Hillie shows her heritage clearly – she is one of the “cow cats”, rescued from a perilous life as a feral hanging round a nearby composting facility. She is probably related to Mya and Kirstie, in the SingleWide, and to relative newcomer Yma in the Double.
For some time Hillie lived mainly in the DoubleWide deck area – an area popular with our shyer cats, like Ringo, Dazzle and several others. She and her buddy Brighton, also from the same source, hung out together, though Brighton became more social and enjoyed human interaction, whereas Hillie remained reserved, disdaining petting, though she allowed some interactive play. Sadly, we lost Brighton suddenly, to a stroke. Hillie made her way out of the DoubleWide, and has taken the whole back courtyard as her terrain.
She’s still not keen on much in the way of contact with humans, but she is more relaxed as she encounters us in her travels; she will sit in her characteristic tail-over-the-toes pose and listen to you talk, though she doesn’t really care to be petted. She also doesn’t appear to interact much with other cats, although there’s no aggression there – she just prefers to be alone.
Yma is one of the last cats we trapped from that same facility. She was named to belong to a “Y” litter before we knew just how unadoptable she would be. It’s likely she was sired by Pavarotti, the older male we never managed to trap, and the only “Y” singer I could think of was the extraordinary 1950s soprano Yma Sumac. Feline Yma came to us just over two years ago, and quickly joined the ferals on the DW deck – spending most of her time inside the big armchair, which is the preferred hiding place for scared cats. Occasionally she would venture across the room to survey the area from under the shelf covering the cat-litter storage; perching on the jugs could hardly be comfortable, but she felt safer out of sight.

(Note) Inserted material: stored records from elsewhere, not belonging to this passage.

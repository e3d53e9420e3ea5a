// Copyright (c) 2026, Chad Hogan
// All rights reserved.
//
// This source code is licensed under the BSD-3-Clause license found in the
// LICENSE file in the root directory of this source tree.

//! Grid file I/O: the native binary `.sdf` format and `.npy` export.
//!
//! The `.sdf` layout is little-endian: a 36-byte header of `i32 nx, ny, nz`
//! followed by the bounding box as `f32 min_xyz` and `f32 max_xyz` (with
//! `max = min + n * dx`), then `nx*ny*nz` f32 values written in the order
//! `for i { for j { for k { write(phi[i,j,k]) } } }`.

use std::io::{Read, Write};
use std::path::Path;

use ndarray::{Array3, ShapeBuilder};

use crate::error::{Result, SdfError};
use crate::grid::Grid3;

/// Supported grid file formats.
#[derive(Debug, Clone, Copy, PartialEq)]
pub enum FileFormat {
    /// Native binary SDF format.
    Sdf,
    /// NumPy .npy format.
    Npy,
}

/// Infer the file format from the extension.
pub fn infer_format(path: &Path) -> Result<FileFormat> {
    match path.extension().and_then(|e| e.to_str()) {
        Some(ext) if ext.eq_ignore_ascii_case("sdf") => Ok(FileFormat::Sdf),
        Some(ext) if ext.eq_ignore_ascii_case("npy") => Ok(FileFormat::Npy),
        Some(ext) => Err(SdfError::UnsupportedFileFormat(ext.to_string())),
        None => Err(SdfError::UnsupportedFileFormat("(no extension)".to_string())),
    }
}

/// Write a signed distance grid to the binary `.sdf` format.
///
/// Returns the number of interior (negative) cells, which the CLI reports
/// as a sanity statistic.
pub fn write_sdf(path: &Path, phi: &Grid3<f32>, min_box: [f32; 3], dx: f32) -> Result<usize> {
    let (nx, ny, nz) = phi.shape();
    let file = std::fs::File::create(path)?;
    let mut w = std::io::BufWriter::new(file);

    w.write_all(&(nx as i32).to_le_bytes())?;
    w.write_all(&(ny as i32).to_le_bytes())?;
    w.write_all(&(nz as i32).to_le_bytes())?;
    for &m in &min_box {
        w.write_all(&m.to_le_bytes())?;
    }
    let max_box = [
        min_box[0] + nx as f32 * dx,
        min_box[1] + ny as f32 * dx,
        min_box[2] + nz as f32 * dx,
    ];
    for &m in &max_box {
        w.write_all(&m.to_le_bytes())?;
    }

    let mut inside = 0usize;
    for i in 0..nx {
        for j in 0..ny {
            for k in 0..nz {
                let v = phi.get(i, j, k);
                if v < 0.0 {
                    inside += 1;
                }
                w.write_all(&v.to_le_bytes())?;
            }
        }
    }
    w.flush()?;
    Ok(inside)
}

fn read_i32(r: &mut impl Read) -> Result<i32> {
    let mut buf = [0u8; 4];
    r.read_exact(&mut buf)?;
    Ok(i32::from_le_bytes(buf))
}

fn read_f32(r: &mut impl Read) -> Result<f32> {
    let mut buf = [0u8; 4];
    r.read_exact(&mut buf)?;
    Ok(f32::from_le_bytes(buf))
}

/// Read a binary `.sdf` file back into a grid and its bounding box.
pub fn read_sdf(path: &Path) -> Result<(Grid3<f32>, [f32; 3], [f32; 3])> {
    let file = std::fs::File::open(path)?;
    let mut r = std::io::BufReader::new(file);

    let nx = read_i32(&mut r)?;
    let ny = read_i32(&mut r)?;
    let nz = read_i32(&mut r)?;
    if nx <= 0 || ny <= 0 || nz <= 0 {
        return Err(SdfError::InvalidSdfHeader(format!(
            "non-positive dimensions {}x{}x{}",
            nx, ny, nz
        )));
    }
    let (nx, ny, nz) = (nx as usize, ny as usize, nz as usize);

    let mut min_box = [0.0f32; 3];
    for m in &mut min_box {
        *m = read_f32(&mut r)?;
    }
    let mut max_box = [0.0f32; 3];
    for m in &mut max_box {
        *m = read_f32(&mut r)?;
    }

    let mut phi = Grid3::filled(nx, ny, nz, 0.0f32);
    for i in 0..nx {
        for j in 0..ny {
            for k in 0..nz {
                phi.set(i, j, k, read_f32(&mut r)?);
            }
        }
    }
    Ok((phi, min_box, max_box))
}

/// Save a grid to a `.npy` file with shape `(nx, ny, nz)`.
pub fn save_npy(path: &Path, phi: &Grid3<f32>) -> Result<()> {
    let (nx, ny, nz) = phi.shape();
    // The flat storage runs i fastest, which is Fortran order for the
    // (nx, ny, nz) shape.
    let arr = Array3::from_shape_vec((nx, ny, nz).f(), phi.as_slice().to_vec())
        .map_err(|e| SdfError::Other(format!("shape error: {}", e)))?;
    ndarray_npy::write_npy(path, &arr)
        .map_err(|e| SdfError::Other(format!("npy write error: {}", e)))?;
    Ok(())
}

/// Save a grid to a file, inferring the format from the extension.
///
/// Returns the interior cell count for `.sdf` output, `None` for formats
/// that do not report it.
pub fn save_grid(
    path: &Path,
    phi: &Grid3<f32>,
    min_box: [f32; 3],
    dx: f32,
) -> Result<Option<usize>> {
    match infer_format(path)? {
        FileFormat::Sdf => write_sdf(path, phi, min_box, dx).map(Some),
        FileFormat::Npy => save_npy(path, phi).map(|()| None),
    }
}
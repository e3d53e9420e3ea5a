// Copyright (c) 2026, Chad Hogan
// All rights reserved.
//
// This source code is licensed under the BSD-3-Clause license found in the
// LICENSE file in the root directory of this source tree.

//! Immutable triangle mesh input.

use crate::error::{Result, SdfError};

/// An indexed triangle mesh with its axis-aligned bounding box.
///
/// Construction validates every triangle index, so downstream stages can
/// index vertices without bounds churn. The mesh is borrowed read-only by
/// the whole pipeline.
#[derive(Debug, Clone)]
pub struct TriMesh {
    /// Vertex positions in world coordinates.
    pub vertices: Vec<[f32; 3]>,
    /// Vertex index triples, counter-clockwise when viewed from outside.
    pub triangles: Vec<[u32; 3]>,
    /// Componentwise minimum over all vertices.
    pub min_box: [f32; 3],
    /// Componentwise maximum over all vertices.
    pub max_box: [f32; 3],
}

impl TriMesh {
    /// Build a mesh from vertices and triangle indices.
    ///
    /// # Errors
    /// Returns an error if there are no triangles or any index is out of
    /// range.
    pub fn new(vertices: Vec<[f32; 3]>, triangles: Vec<[u32; 3]>) -> Result<Self> {
        if triangles.is_empty() {
            return Err(SdfError::EmptyMesh);
        }
        for (t, tri) in triangles.iter().enumerate() {
            for &idx in tri {
                if idx as usize >= vertices.len() {
                    return Err(SdfError::TriangleIndexOutOfRange {
                        triangle: t,
                        index: idx,
                        vertex_count: vertices.len(),
                    });
                }
            }
        }
        let mut min_box = [f32::INFINITY; 3];
        let mut max_box = [f32::NEG_INFINITY; 3];
        for v in &vertices {
            for d in 0..3 {
                min_box[d] = min_box[d].min(v[d]);
                max_box[d] = max_box[d].max(v[d]);
            }
        }
        Ok(TriMesh {
            vertices,
            triangles,
            min_box,
            max_box,
        })
    }

    /// Number of triangles.
    pub fn num_triangles(&self) -> usize {
        self.triangles.len()
    }

    /// The three corner positions of triangle `t`.
    #[inline]
    pub fn triangle(&self, t: usize) -> ([f32; 3], [f32; 3], [f32; 3]) {
        let [p, q, r] = self.triangles[t];
        (
            self.vertices[p as usize],
            self.vertices[q as usize],
            self.vertices[r as usize],
        )
    }

    /// Translate every vertex by `offset`, keeping the box in sync.
    pub fn translated(&self, offset: [f32; 3]) -> TriMesh {
        let vertices = self
            .vertices
            .iter()
            .map(|v| [v[0] + offset[0], v[1] + offset[1], v[2] + offset[2]])
            .collect();
        // Box recomputed rather than shifted so it stays exactly consistent
        // with the rounded vertex positions.
        TriMesh::new(vertices, self.triangles.clone())
            .unwrap_or_else(|_| unreachable!("translation preserves validity"))
    }
}
// Copyright (c) 2026, Chad Hogan
// All rights reserved.
//
// This source code is licensed under the BSD-3-Clause license found in the
// LICENSE file in the root directory of this source tree.

//! Scalar form of the Jacobi Eikonal cell update.
//!
//! This is the reference for the `jacobi.wgsl` kernel: the shader evaluates
//! exactly this formula per cell. Keeping the scalar form in Rust lets the
//! update be unit-tested without a device and lets device results be checked
//! against it.

/// Sentinel for a missing neighbor. Large enough to lose every comparison,
/// small enough that its square stays finite in `f32`.
pub const FAR: f32 = 1e18;

/// One discretized Eikonal update from the three axis-minimum neighbor
/// values (`FAR` where an axis has no in-range neighbor).
///
/// Candidates are accumulated incrementally: the 1-D candidate `m0 + dx`,
/// the 2-D candidate when its discriminant is non-negative, and the 3-D
/// candidate likewise. The result never rises above `current`.
pub fn jacobi_update(current: f32, axis_minima: [f32; 3], dx: f32) -> f32 {
    let mut m = axis_minima;
    if m[0] > m[1] {
        m.swap(0, 1);
    }
    if m[1] > m[2] {
        m.swap(1, 2);
    }
    if m[0] > m[1] {
        m.swap(0, 1);
    }

    let mut u = m[0] + dx;
    let d2 = 2.0 * dx * dx - (m[1] - m[0]) * (m[1] - m[0]);
    if d2 >= 0.0 {
        u = u.min(0.5 * (m[0] + m[1] + d2.sqrt()));
    }
    let s = m[0] + m[1] + m[2];
    let d3 = s * s - 3.0 * (m[0] * m[0] + m[1] * m[1] + m[2] * m[2] - dx * dx);
    if d3 >= 0.0 {
        u = u.min((s + d3.sqrt()) / 3.0);
    }
    current.min(u)
}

In appearance she is very like Hillie – slender, white, with black markings – so much so that you have to check markings (particularly the black nose) to see who you’re looking at. She’s much less relaxed around us than Hillie, though, and most of the photos taken of her have to be done very surreptitiously. At least while she’s this wary, she’s unlikely to make her way through the rest of the DW to the main door, and out into the courtyard; she’d rather stay in the area where she feels safe.
An adult feral cat, born and brought up in the wild, is unlikely to become truly tame. We have a number of cats we refer to as “former ferals”, but in fact, there’s sometimes no way of knowing if you’re dealing with a feral or a stray. But cats like Autumn or Jamie, who have finally allowed themselves to be handled, are unlikely to relax to petting in the way that is possible for cats like Dell, who lives in a feral pen, but was in all likelihood a stray. Both Hillie and Yma are a long way from allowing that contact. But at least they both have a place of safety to live, and time to decide if they might eventually allow humans into their lives.